But even though London’s last track was given a royal send-off as Glitzy King, trained by Brian Nicholls was crowned the final Wimbledon winner, there was no feeling of celebration in SW17.

When Walthamstow raced for the last time in 2008 there was an air of passion and excitement tinged with an undercurrent of anger about that unforgettable night, but despite the full house signs going up early in the evening, the anticipated buzz on a historic night at Wimbledon on Saturday just wasn’t there.

Instead for Nicholls, whose 10-1 winner came as no surprise to those in the know, there was a sense of vindication in supporting his track to the bitter end. The trainer with by far the largest kennel strength at the track, Nicholls had resisted the temptation to walk away because, as he put it: “If I’d done that then we might never have got to tonight.

“The people here at Wimbledon are my friends and I couldn’t let them down. I’ve been coming here for more years than I can remember and I made a vow to stay to the death. I’m glad I did and it feels good to have the last winner.

“Mind you, we fancied Glitzy King. I’ve been telling everyone he’d win. I can’t believe the price though!”

Glitzy King wins Wimbledon's final race

Nicholls, who has around 35 race dogs in his kennel, hopes he has secured a new position at another track. “Hopefully we’ll be able to announce something soon. I’d like to thank my partner Jane [Secular] for all her hard work and support too. We’re very much in this together.

“Life is never easy. I’ve beaten cancer and heart trouble over the years, but I’ll always carry the sadness that we couldn’t beat the developers and hang on to Wimbledon. Greyhound racing deserved better.”

Wherever you turned – and that wasn’t always easy to achieve at a track ill-equipped to service a crowd which was returned as 3,062 but could have been more with an estimated thousand punters left disappointed outside – there was a sense of resignation. That was coupled with despair at the perceived injustice as Galliard Homes prepare to bring the bulldozers in and replace the track with countless flats and a promised new stadium for AFC Wimbledon.

Owner Paul Carpenter, out of luck with Holdem Rio in the Standard final won by his dog’s Heather Dimmock-trained kennelmate Ginas Blue in front-running style, lamented: “There are 14 or 15 football stadiums in London, but now we’ve got no dog tracks. Look how many people are here tonight. There’s a massive market for greyhound racing, it doesn’t seem fair.”

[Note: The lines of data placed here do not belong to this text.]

use listful_sort::{
	Orderable, OrderableConfig, RequestParams, SortDirection, SortEntry, codec, registry,
};
use rstest::*;

fn pair(k: &str, v: &str) -> (String, String) {
	(k.to_string(), v.to_string())
}

/// `allowed = {login, first_name}`, default `login DESC`, not stable
#[fixture]
fn users_config() -> OrderableConfig {
	OrderableConfig::builder(["login", "first_name"])
		.default_order("login", SortDirection::Descending)
		.build()
}

#[rstest]
fn test_explicit_sort_wins_over_default(users_config: OrderableConfig) {
	// Arrange
	let params = RequestParams::from_pairs([pair("order[users][]", "first_name:asc")]);

	// Act
	let resolved = users_config
		.resolve(&codec::parse(&params, "users"))
		.unwrap();

	// Assert
	assert_eq!(resolved, vec![SortEntry::ascending("first_name")]);
}

#[rstest]
fn test_absent_order_falls_back_to_default(users_config: OrderableConfig) {
	let params = RequestParams::from_pairs([pair("page", "1")]);

	let resolved = users_config
		.resolve(&codec::parse(&params, "users"))
		.unwrap();

	assert_eq!(resolved, vec![SortEntry::descending("login")]);
}

#[rstest]
fn test_stable_default_is_appended_as_tiebreaker() {
	let config = OrderableConfig::builder(["id", "name"])
		.default_order("id", SortDirection::Ascending)
		.stable(true)
		.build();
	let params = RequestParams::from_pairs([pair("order[users][]", "name:desc")]);

	let resolved = config.resolve(&codec::parse(&params, "users")).unwrap();

	assert_eq!(
		resolved,
		vec![SortEntry::descending("name"), SortEntry::ascending("id")]
	);
}

#[rstest]
fn test_parse_is_empty_for_any_table_without_order() {
	let params = RequestParams::from_pairs([pair("page", "3"), pair("q", "smith")]);

	assert!(codec::parse(&params, "users").is_empty());
	assert!(codec::parse(&params, "posts").is_empty());
}

#[rstest]
fn test_duplicate_field_last_occurrence_wins() {
	let params = RequestParams::from_pairs([
		pair("order[users][]", "login:asc"),
		pair("order[users][]", "login:desc"),
	]);

	let entries = codec::parse(&params, "users");

	// Both occurrences are kept in order; direction lookups take the last.
	assert_eq!(entries.len(), 2);
	assert_eq!(
		codec::direction_of(&entries, "login"),
		Some(SortDirection::Descending)
	);
	assert_eq!(codec::toggle(&entries, "login"), vec![SortEntry::ascending("login")]);
}

/// Two clicks on an unsorted column: ascending first, then descending,
/// with matching CSS tokens along the way.
#[rstest]
fn test_clicking_a_sort_link_twice() {
	let params = RequestParams::new();

	// Before any click the column is neutral.
	let entries = codec::parse(&params, "users");
	assert_eq!(codec::css_state_token(&entries, "email"), "");

	// First click.
	let params = codec::encode(&params, "users", &codec::toggle(&entries, "email"));
	let entries = codec::parse(&params, "users");
	assert_eq!(entries, vec![SortEntry::ascending("email")]);
	assert_eq!(codec::css_state_token(&entries, "email"), "ascending");

	// Second click.
	let params = codec::encode(&params, "users", &codec::toggle(&entries, "email"));
	let entries = codec::parse(&params, "users");
	assert_eq!(entries, vec![SortEntry::descending("email")]);
	assert_eq!(codec::css_state_token(&entries, "email"), "descending");
}

#[rstest]
fn test_routing_keys_never_survive_encoding() {
	let params = RequestParams::from_pairs([
		pair("action", "index"),
		pair("controller", "users"),
		pair("page", "2"),
		pair("order[users][]", "login:asc"),
	]);

	let encoded = codec::encode(&params, "users", &[SortEntry::descending("login")]);
	let query = encoded.to_query_string();

	assert!(!query.contains("action"));
	assert!(!query.contains("controller"));
	assert!(query.contains("page=2"));
}

#[rstest]
fn test_malformed_tokens_degrade_not_error(users_config: OrderableConfig) {
	let params = RequestParams::from_pairs([
		pair("order[users][]", "first_name"),
		pair("order[users][]", ":desc"),
		pair("order[users][]", "first_name:sideways"),
	]);

	let resolved = users_config
		.resolve(&codec::parse(&params, "users"))
		.unwrap();

	// Bare field sorts ascending, empty field is skipped, an
	// unrecognized direction sorts descending.
	assert_eq!(
		resolved,
		vec![
			SortEntry::ascending("first_name"),
			SortEntry::descending("first_name"),
		]
	);
}

struct Member;

impl Orderable for Member {
	fn table_key() -> &'static str {
		"members"
	}
}

#[rstest]
fn test_ordered_from_end_to_end() {
	registry::register(
		Member::table_key(),
		OrderableConfig::builder(["login", "first_name", "last_name"])
			.default_order("login", SortDirection::Descending)
			.stable(true)
			.build(),
	)
	.unwrap();

	let params = RequestParams::from_query_str(
		"order%5Bmembers%5D%5B%5D=last_name%3Adesc&order%5Bmembers%5D%5B%5D=first_name%3Aasc",
	);

	let clause = Member::ordered_from(&params).unwrap();

	assert_eq!(
		clause.as_deref(),
		Some("last_name DESC, first_name ASC, login DESC")
	);
}
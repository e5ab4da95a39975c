//! Sort entries and their query-token form

use serde::{Deserialize, Serialize};

use crate::direction::SortDirection;

/// A single `(field, direction)` pair in a table's sort state.
///
/// The position of an entry inside a table's sequence is significant: the
/// first entry is the primary sort key.
#[derive(Debug, Clone, PartialEq, Eq, Serialize, Deserialize)]
pub struct SortEntry {
	/// The data-source column or attribute being sorted on
	pub field: String,
	/// The direction this field is sorted in
	pub direction: SortDirection,
}

impl SortEntry {
	/// Creates a new sort entry
	pub fn new(field: impl Into<String>, direction: SortDirection) -> Self {
		Self {
			field: field.into(),
			direction,
		}
	}

	/// Creates an ascending entry for `field`
	pub fn ascending(field: impl Into<String>) -> Self {
		Self::new(field, SortDirection::Ascending)
	}

	/// Creates a descending entry for `field`
	pub fn descending(field: impl Into<String>) -> Self {
		Self::new(field, SortDirection::Descending)
	}

	/// Parses a `field:direction` query token.
	///
	/// The token is split on the first `:` so field names keep any later
	/// colons out of the direction. A token with no separator is treated
	/// as a bare field sorted ascending; tokens come from user-editable
	/// URLs, so the tolerance is deliberate. Returns `None` only when the
	/// field half is empty.
	pub fn parse_token(token: &str) -> Option<Self> {
		let mut parts = token.splitn(2, ':');
		let field = parts.next().unwrap_or_default();
		if field.is_empty() {
			return None;
		}
		let direction = match parts.next() {
			Some(dir) => SortDirection::parse_query(dir),
			None => {
				tracing::debug!(token, "sort token has no direction, assuming ascending");
				SortDirection::Ascending
			}
		};
		Some(Self::new(field, direction))
	}

	/// Query-token form, `field:asc` / `field:desc`
	pub fn to_token(&self) -> String {
		format!("{}:{}", self.field, self.direction.as_query_str())
	}
}

#[cfg(test)]
mod tests {
	use super::*;
	use rstest::rstest;

	#[rstest]
	#[case("login:asc", "login", SortDirection::Ascending)]
	#[case("login:desc", "login", SortDirection::Descending)]
	#[case("login:ASC", "login", SortDirection::Ascending)]
	#[case("login:bogus", "login", SortDirection::Descending)]
	fn test_parse_token_well_formed(
		#[case] token: &str,
		#[case] field: &str,
		#[case] direction: SortDirection,
	) {
		let entry = SortEntry::parse_token(token).unwrap();
		assert_eq!(entry.field, field);
		assert_eq!(entry.direction, direction);
	}

	#[rstest]
	fn test_parse_token_without_separator_is_ascending() {
		let entry = SortEntry::parse_token("login").unwrap();
		assert_eq!(entry.field, "login");
		assert_eq!(entry.direction, SortDirection::Ascending);
	}

	#[rstest]
	fn test_parse_token_splits_on_first_colon_only() {
		let entry = SortEntry::parse_token("login:asc:extra").unwrap();
		assert_eq!(entry.field, "login");
		// "asc:extra" is not exactly "asc"
		assert_eq!(entry.direction, SortDirection::Descending);
	}

	#[rstest]
	#[case("")]
	#[case(":asc")]
	fn test_parse_token_empty_field_is_none(#[case] token: &str) {
		assert!(SortEntry::parse_token(token).is_none());
	}

	#[rstest]
	fn test_to_token_is_lowercase() {
		assert_eq!(SortEntry::ascending("login").to_token(), "login:asc");
		assert_eq!(SortEntry::descending("name").to_token(), "name:desc");
	}
}
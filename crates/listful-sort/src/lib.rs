//! Query-parameter sort state for semantic lists
//!
//! This crate implements the sort half of listful: a small deterministic
//! state machine for column sort state carried in URL query parameters,
//! plus the per-entity configuration that turns that state into a
//! data-source ordering clause.
//!
//! Sort state travels in query parameters shaped like
//! `order[<table>][]=<field>:<direction>`, one repeatable list item per
//! table key. The [`codec`] module parses that shape, toggles a column's
//! direction for link generation and re-encodes the result; the
//! [`registry`] module validates the parsed state against an entity's
//! [`OrderableConfig`] and emits the final `"field ASC, field DESC"`
//! clause.
//!
//! Request data is untrusted: malformed tokens and unknown fields degrade
//! silently (logged at debug level), they never error. Misconfiguration,
//! on the other hand, fails loudly with a [`ConfigError`].
//!
//! # Example
//!
//! ```rust
//! use listful_sort::{codec, registry, OrderableConfig, RequestParams, SortDirection};
//!
//! let config = OrderableConfig::builder(["login", "first_name", "last_name"])
//!     .default_order("login", SortDirection::Descending)
//!     .build();
//!
//! let params = RequestParams::from_query_str("order%5Busers%5D%5B%5D=first_name%3Aasc");
//! let entries = codec::parse(&params, "users");
//! let resolved = config.resolve(&entries).unwrap();
//!
//! assert_eq!(registry::order_clause(&resolved), "first_name ASC");
//! ```

#![warn(missing_docs)]
#![warn(rustdoc::broken_intra_doc_links)]

pub mod codec;
pub mod direction;
pub mod entry;
pub mod error;
pub mod params;
pub mod registry;

// Re-exports for convenience
pub use direction::SortDirection;
pub use entry::SortEntry;
pub use error::{ConfigError, Result};
pub use params::RequestParams;
pub use registry::{Orderable, OrderableConfig, OrderableConfigBuilder};
//! Sort direction and its two serialized forms

use serde::{Deserialize, Serialize};

/// Sort direction
///
/// Serialized as `asc`/`desc` in query parameters and `ASC`/`DESC` in
/// ordering clauses.
#[derive(Debug, Clone, Copy, PartialEq, Eq, Hash, Serialize, Deserialize)]
#[serde(rename_all = "lowercase")]
pub enum SortDirection {
	/// Ascending order
	Ascending,
	/// Descending order
	Descending,
}

impl SortDirection {
	/// Returns the opposite direction
	pub fn toggle(&self) -> Self {
		match self {
			Self::Ascending => Self::Descending,
			Self::Descending => Self::Ascending,
		}
	}

	/// Parses the direction half of a sort token.
	///
	/// Only exactly `asc` (case-insensitive) maps to [`Ascending`]; any
	/// other value sorts [`Descending`]. The token comes from a
	/// user-editable URL, so nothing here is an error.
	///
	/// [`Ascending`]: Self::Ascending
	/// [`Descending`]: Self::Descending
	pub fn parse_query(token: &str) -> Self {
		if token.eq_ignore_ascii_case("asc") {
			Self::Ascending
		} else {
			Self::Descending
		}
	}

	/// Lowercase form used in query parameters (`asc`/`desc`)
	pub fn as_query_str(&self) -> &'static str {
		match self {
			Self::Ascending => "asc",
			Self::Descending => "desc",
		}
	}

	/// Uppercase form used in ordering clauses (`ASC`/`DESC`)
	pub fn as_sql_str(&self) -> &'static str {
		match self {
			Self::Ascending => "ASC",
			Self::Descending => "DESC",
		}
	}
}

impl Default for SortDirection {
	fn default() -> Self {
		Self::Ascending
	}
}
//! Minimal string-rendering markup builder
//!
//! A fluent tag builder producing HTML strings. Attribute values are
//! escaped on render; tag contents are taken as already-rendered markup,
//! use [`escape`] for plain text.

/// An HTML element under construction
///
/// # Examples
///
/// ```rust
/// use listful_tables::markup::Tag;
///
/// let html = Tag::new("td")
///     .class("controls")
///     .attr("colspan", "2")
///     .content("<a href=\"/edit\">edit</a>")
///     .render();
///
/// assert_eq!(
///     html,
///     "<td class=\"controls\" colspan=\"2\"><a href=\"/edit\">edit</a></td>"
/// );
/// ```
#[derive(Debug, Clone)]
pub struct Tag {
	name: String,
	attributes: Vec<(String, String)>,
	content: String,
}

impl Tag {
	/// Starts a new element
	pub fn new(name: impl Into<String>) -> Self {
		Self {
			name: name.into(),
			attributes: Vec::new(),
			content: String::new(),
		}
	}

	/// Sets an attribute, keeping insertion order
	pub fn attr(mut self, name: impl Into<String>, value: impl Into<String>) -> Self {
		self.attributes.push((name.into(), value.into()));
		self
	}

	/// Appends a class name to the `class` attribute, space-separated
	pub fn class(mut self, class: &str) -> Self {
		if class.is_empty() {
			return self;
		}
		match self.attributes.iter_mut().find(|(name, _)| name == "class") {
			Some((_, value)) => {
				value.push(' ');
				value.push_str(class);
			}
			None => self.attributes.push(("class".to_string(), class.to_string())),
		}
		self
	}

	/// Sets the inner markup
	pub fn content(mut self, content: impl Into<String>) -> Self {
		self.content = content.into();
		self
	}

	/// Renders the element with attribute values escaped
	pub fn render(&self) -> String {
		let mut html = String::new();
		html.push('<');
		html.push_str(&self.name);
		for (name, value) in &self.attributes {
			html.push(' ');
			html.push_str(name);
			html.push_str("=\"");
			html.push_str(&escape(value));
			html.push('"');
		}
		html.push('>');
		html.push_str(&self.content);
		html.push_str("</");
		html.push_str(&self.name);
		html.push('>');
		html
	}
}

/// Escapes plain text for use in HTML content or attribute values
pub fn escape(text: &str) -> String {
	let mut escaped = String::with_capacity(text.len());
	for c in text.chars() {
		match c {
			'&' => escaped.push_str("&amp;"),
			'<' => escaped.push_str("&lt;"),
			'>' => escaped.push_str("&gt;"),
			'"' => escaped.push_str("&quot;"),
			_ => escaped.push(c),
		}
	}
	escaped
}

His thoughts were echoed by former Wimbledon racing manager Derek Hope. Now a senior odds-compiler with long-time Derby sponsors William Hill, he came to pay his last respects. “It’s a crying shame,” he said. “Look at all these people. Where are they all going to go?”

The racing itself, as ever, proved exciting and certainly punter-friendly for the first half of the card with a series of well-backed runners obliging. Fittingly there were open-race doubles for two kennels who have supported the track through thick and thin, with Black Alder and Shaneboy Russell impressing for Rab and Liz McNair early on the card, while Glanmire Prince in the stayers and Droopys Acrobat later obliged for Hove handler Seamus Cahill.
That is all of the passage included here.